Pese a todo, no juzgo a mis semejantes. Que hagan lo que quieran, que vayan a donde mejor les parezca, que tranquilicen sus conciencias con rezos y loas, que se abracen y digan "la paz contigo" si creen que con esas palabras tontas van a cambiar lo que ya hicieron. Ja, ja, ja, ahora surge de mí esta risa, próxima a proclamarse, seguramente, como la intervención inminente delser de las sombras, que ha venido para perturbar mi tranquilidad. "Nada grave", preveo la voz de yo sé quién, "un poco de rezo te hará volver al redil". Y ese rostro que imagino, me da asco, todo lleno de arrugas, con esa mirada de miope, mal aliento... ¡Aggggg!

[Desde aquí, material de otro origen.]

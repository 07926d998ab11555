// src/core/warden/monitor.rs

//! The per-primary monitor tick (§4.3): reconnects stale links, drains
//! replies/pub-sub traffic, runs down-detection, drives the gossip and
//! failover state machines, and emits events. One call to `tick()` per
//! primary per `ping_period` is the entire monitoring loop — there are no
//! detached reader tasks (see `link.rs`).

use super::address::Address;
use super::events::Event;
use super::failover::{self, Action as FailoverAction};
use super::gossip::{self, HelloOutcome, HelloPayload};
use super::info_parser::parse_info;
use super::instance::{FailoverState, InfoSnapshot, PrimaryRecord, ReplicaRecord, Role, StatusFlags};
use super::link::{self, PendingReply};
use super::persistence;
use super::quorum;
use super::state::GlobalWardenState;
use crate::core::protocol::RespFrame;
use std::time::{Duration, Instant};
use tracing::{info, warn};

pub const PING_PERIOD: Duration = Duration::from_millis(1000);
pub const INFO_PERIOD: Duration = Duration::from_millis(10_000);
pub const PUBLISH_PERIOD: Duration = Duration::from_millis(2000);
pub const MIN_LINK_RECONNECT_PERIOD: Duration = Duration::from_millis(15_000);
pub const ASK_PERIOD: Duration = Duration::from_millis(1000);
pub const ELECTION_TIMEOUT: Duration = Duration::from_millis(10_000);

/// Runs one tick of monitoring for a single primary. Called in a loop by
/// the owning task at roughly `PING_PERIOD` resolution.
///
/// `tilt_active` gates the acting half only (§4.6): while TILT holds, the
/// monitoring half below still reconnects links and parses INFO/hello
/// traffic as usual, but down-detection and the failover FSM are skipped
/// entirely for this tick.
pub async fn tick(global: &GlobalWardenState, primary_name: &str, now: Instant, tilt_active: bool) {
    let Some(primary_arc) = global.get_master(primary_name) else {
        return;
    };

    let (addr, min_reconnect) = {
        let p = primary_arc.lock();
        (p.addr.clone(), MIN_LINK_RECONNECT_PERIOD)
    };

    reconnect_primary_link(&primary_arc, &addr, now, min_reconnect, &global.my_run_id).await;

    drain_primary_command_replies(&primary_arc, now);
    drain_primary_pubsub(global, &primary_arc, now);

    send_periodic_commands(global, &primary_arc, now).await;

    reconnect_and_poll_replicas(&primary_arc, now, min_reconnect, &global.my_run_id).await;
    reconnect_and_poll_peers(global, &primary_arc, now, min_reconnect).await;

    if tilt_active {
        return;
    }

    run_down_detection(global, &primary_arc, now).await;
    run_failover_driver(global, &primary_arc, now).await;
}

async fn reconnect_primary_link(
    primary_arc: &std::sync::Arc<parking_lot::Mutex<PrimaryRecord>>,
    addr: &Address,
    now: Instant,
    min_reconnect: Duration,
    my_run_id: &str,
) {
    let mut addr = addr.clone();
    addr.reresolve_if_needed();
    let auth = {
        let p = primary_arc.lock();
        p.config
            .auth_pass
            .clone()
            .map(|pass| (p.config.auth_user.clone().unwrap_or_default(), pass))
    };
    connect_locked(primary_arc, &addr, now, min_reconnect, auth, my_run_id).await;
}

A veces, mientras veo el edificio donde mi madre se confunde con toda esa paria humanizada, pretendo derribarlo con una mirada intensa, de esas que llevan verdadera intención y fe; sin embargo, me aburre imaginar un escenario sangriento; además, quiero mucho a la mujer que me dio la vida, más que a mis malas intenciones.

Acabada la misa, por cierto, mientras los fieles van en pos de la ostia, ese domingo cualquiera que ha resultado tan poco saludable para mí, al fin me acoge evocando al alivio. Luego mi madre se me acerca, me toma del brazo y yo la obligo a irnos rápido.